The diversification plan, which will move the company away from its dependence on oil and gas and toward infrastructure and consultancy, was underscored last month when news emerged that the engineering, procurement and construction company was pursuing a purchase of British consultancy firm WS Atkins PLC for $3.5 billion.

“We’ve undertaken an ambitious plan to become a more agile, more performance-driven and more client-centric organization,” SNC chief executive Neil Bruce told shareholders Thursday.

Analysts say the deal will substantially lessen the company’s dependence on fixed-price engineering and construction projects in favour of more stable consultancy services, which could nudge SNC’s share price.

“When you look at their peers globally, consulting companies typically trade at a premium relative to other engineering and construction companies, so we should expect a rearranging on the shares once the transaction closes,” said National Bank Financial analyst Maxim Sytchev.

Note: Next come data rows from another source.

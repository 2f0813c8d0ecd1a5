//! API endpoints.

mod reports;
mod staff;

use axum::Router;

use crate::state::AppState;

/// Create the API router.
pub fn router() -> Router<AppState> {
    Router::new()
        .merge(reports::router())
        .nest("/staff", staff::router())
}
impl ReportForm {
    /// Create a form with an empty draft dated today.
    pub fn new(api: Arc<dyn ReportApi>, directory: StaffDirectory) -> Self {
        Self::with_draft(api, directory, ReportDraft::today())
    }

    /// Create a form editing `draft`.
    pub fn with_draft(api: Arc<dyn ReportApi>, directory: StaffDirectory, draft: ReportDraft) -> Self {
        Self {
            api,
            directory,
            draft,
            errors: ValidationReport::default(),
            status: FormStatus::Idle,
            notifier: Notifier::default(),
        }
    }

    /// Create a form whose staff directory is fetched from the backend.
    pub async fn connect(api: Arc<dyn ReportApi>) -> Result<Self, ClientError> {
        let directory = StaffDirectory::from(api.list_staff().await?);
        Ok(Self::new(api, directory))
    }

    /// Replace the notifier, e.g. to use a different timeout.
    #[must_use]
    pub fn with_notifier(mut self, notifier: Notifier) -> Self {
        self.notifier = notifier;
        self
    }

    /// The draft being edited.
    #[must_use]
    pub const fn draft(&self) -> &ReportDraft {
        &self.draft
    }

    /// Errors from the last [`validate`](Self::validate) call.
    #[must_use]
    pub const fn errors(&self) -> &ValidationReport {
        &self.errors
    }

    /// Current submission status.
    #[must_use]
    pub const fn status(&self) -> FormStatus {
        self.status
    }

    /// The staff directory used for the pickers.
    #[must_use]
    pub const fn directory(&self) -> &StaffDirectory {
        &self.directory
    }

    /// The visible notification, if any.
    pub async fn notification(&self) -> Option<Notification> {
        self.notifier.current().await
    }

    /// Close the visible notification.
    pub async fn dismiss_notification(&mut self) {
        self.notifier.dismiss().await;
    }

    /// Change one field. Does not validate.
    pub fn update_field(&mut self, update: FieldUpdate) {
        let draft = &mut self.draft;
        match update {
            FieldUpdate::Title(title) => draft.title = title,
            FieldUpdate::Description(description) => draft.description = description,
            FieldUpdate::DateMode(mode) => draft.date_mode = mode,
            FieldUpdate::StartDate(date) => draft.start_date = date,
            FieldUpdate::EndDate(date) => draft.end_date = date,
            FieldUpdate::Senders(ids) => draft.senders = dedup(ids),
            FieldUpdate::Recipients(ids) => draft.recipients = dedup(ids),
            FieldUpdate::Attachments(files) => draft.attachments = files,
        }
    }

    /// Add a sender. Already selected ids are ignored.
    pub fn add_sender(&mut self, local_id: impl Into<String>) {
        push_unique(&mut self.draft.senders, local_id.into());
    }

    /// Remove a sender.
    pub fn remove_sender(&mut self, local_id: &str) {
        self.draft.senders.retain(|id| id != local_id);
    }

    /// Add a recipient. Already selected ids are ignored.
    pub fn add_recipient(&mut self, local_id: impl Into<String>) {
        push_unique(&mut self.draft.recipients, local_id.into());
    }

    /// Remove a recipient.
    pub fn remove_recipient(&mut self, local_id: &str) {
        self.draft.recipients.retain(|id| id != local_id);
    }

    /// Staff members not yet selected as senders.
    #[must_use]
    pub fn available_senders(&self) -> Vec<&StaffMember> {
        self.unselected(&self.draft.senders)
    }

    /// Staff members not yet selected as recipients.
    #[must_use]
    pub fn available_recipients(&self) -> Vec<&StaffMember> {
        self.unselected(&self.draft.recipients)
    }

    fn unselected(&self, selected: &[String]) -> Vec<&StaffMember> {
        self.directory
            .iter()
            .filter(|member| !selected.contains(&member.local_id))
            .collect()
    }

    /// Append picked files.
    pub fn add_attachments(&mut self, files: impl IntoIterator<Item = Attachment>) {
        self.draft.attachments.extend(files);
    }

    /// Remove the attachment at `index`, if present.
    pub fn remove_attachment(&mut self, index: usize) -> Option<Attachment> {
        (index < self.draft.attachments.len()).then(|| self.draft.attachments.remove(index))
    }

    /// Validate the current draft and remember the result.
    pub fn validate(&mut self) -> &ValidationReport {
        self.errors = self.draft.check();
        &self.errors
    }

    /// Validate and submit the draft.
    ///
    /// On success the draft is replaced by a fresh one that carries the
    /// last-edited metadata from the receipt. On failure the draft is kept
    /// so the user can retry. If the returned future is dropped before the
    /// backend answers, the status goes back to what it was before the call.
    pub async fn submit(&mut self) -> Result<ReportReceipt, SubmitError> {
        if !self.status.can_submit() {
            return Err(SubmitError::InProgress);
        }

        if !self.validate().is_valid() {
            return Err(SubmitError::Invalid(self.errors.clone()));
        }

        let loading = LoadingGuard::enter(&mut self.status);
        self.notifier.dismiss().await;
        let result = self.api.submit_report(&self.draft).await;

        match result {
            Ok(receipt) => {
                loading.finish(FormStatus::Success);
                tracing::info!(page_id = %receipt.id, "Report submitted");
                self.draft = ReportDraft {
                    last_edited_by: Some(receipt.last_edited_by.name.clone()),
                    last_edited_time: Some(receipt.last_edited_time.clone()),
                    ..ReportDraft::today()
                };
                self.errors = ValidationReport::default();
                self.notifier.show(Notification::success(SUCCESS_MESSAGE)).await;
                Ok(receipt)
            }
            Err(err) => {
                loading.finish(FormStatus::Error);
                tracing::warn!(error = %err, "Report submission failed");
                self.notifier
                    .show(Notification::error(format!(
                        "Connection error: {err}. Make sure the backend is running."
                    )))
                    .await;
                Err(SubmitError::Api(err))
            }
        }
    }
}

/// Holds the status at `Loading` for the duration of a submission.
///
/// Dropping it without calling [`finish`](Self::finish) restores the status
/// seen on entry.
struct LoadingGuard<'a> {
    status: &'a mut FormStatus,
    previous: FormStatus,
}

impl<'a> LoadingGuard<'a> {
    fn enter(status: &'a mut FormStatus) -> Self {
        let previous = std::mem::replace(status, FormStatus::Loading);
        Self { status, previous }
    }

    fn finish(mut self, outcome: FormStatus) {
        self.previous = outcome;
    }
}

impl Drop for LoadingGuard<'_> {
    fn drop(&mut self) {
        *self.status = self.previous;
    }
}

fn push_unique(ids: &mut Vec<String>, id: String) {
    if !ids.contains(&id) {
        ids.push(id);
    }
}

fn dedup(ids: Vec<String>) -> Vec<String> {
    let mut unique = Vec::with_capacity(ids.len());
    for id in ids {
        push_unique(&mut unique, id);
    }
    unique
}
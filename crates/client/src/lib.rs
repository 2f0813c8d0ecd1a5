//! Client side of the staff portal.
//!
//! [`ReportForm`] keeps the state of the report entry form: the draft, its
//! validation errors, the submission status and a self-clearing
//! notification. It talks to the backend through [`ReportApi`].
//!
//! ```no_run
//! use std::sync::Arc;
//! use portal_client::{FieldUpdate, HttpReportApi, ReportForm};
//!
//! # async fn run() -> Result<(), Box<dyn std::error::Error>> {
//! let api = Arc::new(HttpReportApi::new("http://localhost:3000/".parse()?));
//! let mut form = ReportForm::connect(api).await?;
//! form.update_field(FieldUpdate::Title("Notificación civil".into()));
//! form.add_sender("u-5");
//! form.add_recipient("u-7");
//! let receipt = form.submit().await?;
//! println!("saved {}", receipt.url);
//! # Ok(())
//! # }
//! ```

pub mod api;
pub mod form;
pub mod notification;

pub use api::{ClientError, HttpReportApi, ReportApi};
pub use form::{FieldUpdate, FormStatus, ReportForm, SUCCESS_MESSAGE, SubmitError};
pub use notification::{NOTIFICATION_TTL, Notification, NotificationKind, Notifier};
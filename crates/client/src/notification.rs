//! Transient status notifications.
//!
//! A notification stays visible for [`NOTIFICATION_TTL`] and then clears
//! itself. Showing a new one replaces the current message and restarts the
//! timer.

use std::sync::Arc;
use std::time::Duration;

use tokio::sync::RwLock;
use tokio::task::JoinHandle;

/// How long a notification stays visible.
pub const NOTIFICATION_TTL: Duration = Duration::from_secs(5);

/// Kind of notification.
#[derive(Debug, Clone, Copy, PartialEq, Eq)]
pub enum NotificationKind {
    /// The report was saved.
    Success,
    /// The submission failed.
    Error,
}

/// A message shown to the user.
#[derive(Debug, Clone, PartialEq, Eq)]
pub struct Notification {
    /// Message text.
    pub message: String,
    /// Kind of message.
    pub kind: NotificationKind,
}

impl Notification {
    /// A success message.
    pub fn success(message: impl Into<String>) -> Self {
        Self {
            message: message.into(),
            kind: NotificationKind::Success,
        }
    }

    /// An error message.
    pub fn error(message: impl Into<String>) -> Self {
        Self {
            message: message.into(),
            kind: NotificationKind::Error,
        }
    }
}

#[derive(Debug, Default)]
struct Slot {
    generation: u64,
    current: Option<Notification>,
}

/// Holds at most one notification and clears it after a timeout.
///
/// Must be used inside a tokio runtime.
#[derive(Debug)]
pub struct Notifier {
    slot: Arc<RwLock<Slot>>,
    timer: Option<JoinHandle<()>>,
    ttl: Duration,
}

impl Default for Notifier {
    fn default() -> Self {
        Self::new(NOTIFICATION_TTL)
    }
}

impl Notifier {
    /// Create a notifier with a custom timeout.
    #[must_use]
    pub fn new(ttl: Duration) -> Self {
        Self {
            slot: Arc::new(RwLock::new(Slot::default())),
            timer: None,
            ttl,
        }
    }

    /// Show `notification`, replacing any current one and restarting the timer.
    pub async fn show(&mut self, notification: Notification) {
        self.cancel_timer();

        let generation = {
            let mut slot = self.slot.write().await;
            slot.generation = slot.generation.wrapping_add(1);
            slot.current = Some(notification);
            slot.generation
        };

        let slot = Arc::clone(&self.slot);
        let ttl = self.ttl;
        self.timer = Some(tokio::spawn(async move {
            tokio::time::sleep(ttl).await;
            let mut slot = slot.write().await;
            // A newer notification owns the slot now.
            if slot.generation == generation {
                slot.current = None;
            }
        }));
    }

    /// Clear the current notification immediately.
    pub async fn dismiss(&mut self) {
        self.cancel_timer();
        let mut slot = self.slot.write().await;
        slot.generation = slot.generation.wrapping_add(1);
        slot.current = None;
    }

    /// The notification currently visible, if any.
    pub async fn current(&self) -> Option<Notification> {
        self.slot.read().await.current.clone()
    }

    fn cancel_timer(&mut self) {
        if let Some(timer) = self.timer.take() {
            timer.abort();
        }
    }
}

impl Drop for Notifier {
    fn drop(&mut self) {
        self.cancel_timer();
    }
}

SNC currently generates as much as 45 per cent of revenues from its oil and gas division. Analysts estimate the WS Atkins acquisition could reduce that to closer to 30 per cent, a move that was widely supported in the investment community.

“It significantly derisks SNC’s business model,” Sytchev said.

“Part of the attraction of this acquisition was to rebalance a little bit of the portfolio, because when you have almost half of your EBITDA coming from oil and gas it places a big bet on a single commodity.”

The flight from commodities marks a sharp strategic turn for the company, which in 2014 increased its exposure to the energy industry through the $2.1 billion purchase of oil and gas-focused Kentz Corp.

Meanwhile, Bruce also called for delayed prosecution agreements (DPAs) in Canada, which he said would put the company on equal footing with its rivals during major bids on overseas projects.

DPAs have been used in the U.S. and U.K. for years as a way to defer prosecution for corporations, giving them a window to improve their business practices. Bruce said the absence of DPAs adversely impacts SNC’s ability to win bids due to their tarnished reputation.

“The way that we’ve got the system currently without a DPA in Canada puts us at a real disadvantage in comparison to our international — specifically the U.S. and European — competitors,” Bruce told reporters Thursday.

“We’ve lost contracts, we believe, on the basis of two competitors who have availed themselves of DPAs, and have won contracts on the basis that we are viewed as being under charges,” he said.

SNC has been serving a 10-year ban since 2013 that prohibits the company from bidding on any World Bank-financed projects. The company has for years been marred by allegations that it bribed Bangladeshi officials to secure the $2.9-billion Padma Bridge project, on which the World Bank served as the lead financer.

The company reported an adjusted net income from engineering and construction of $60.7 million, 40 cents per diluted share, over the first quarter of 2017, aligning with most analyst expectations. Its general and administrative expenses of $107.8 million, a 12 per cent drop from the year prior.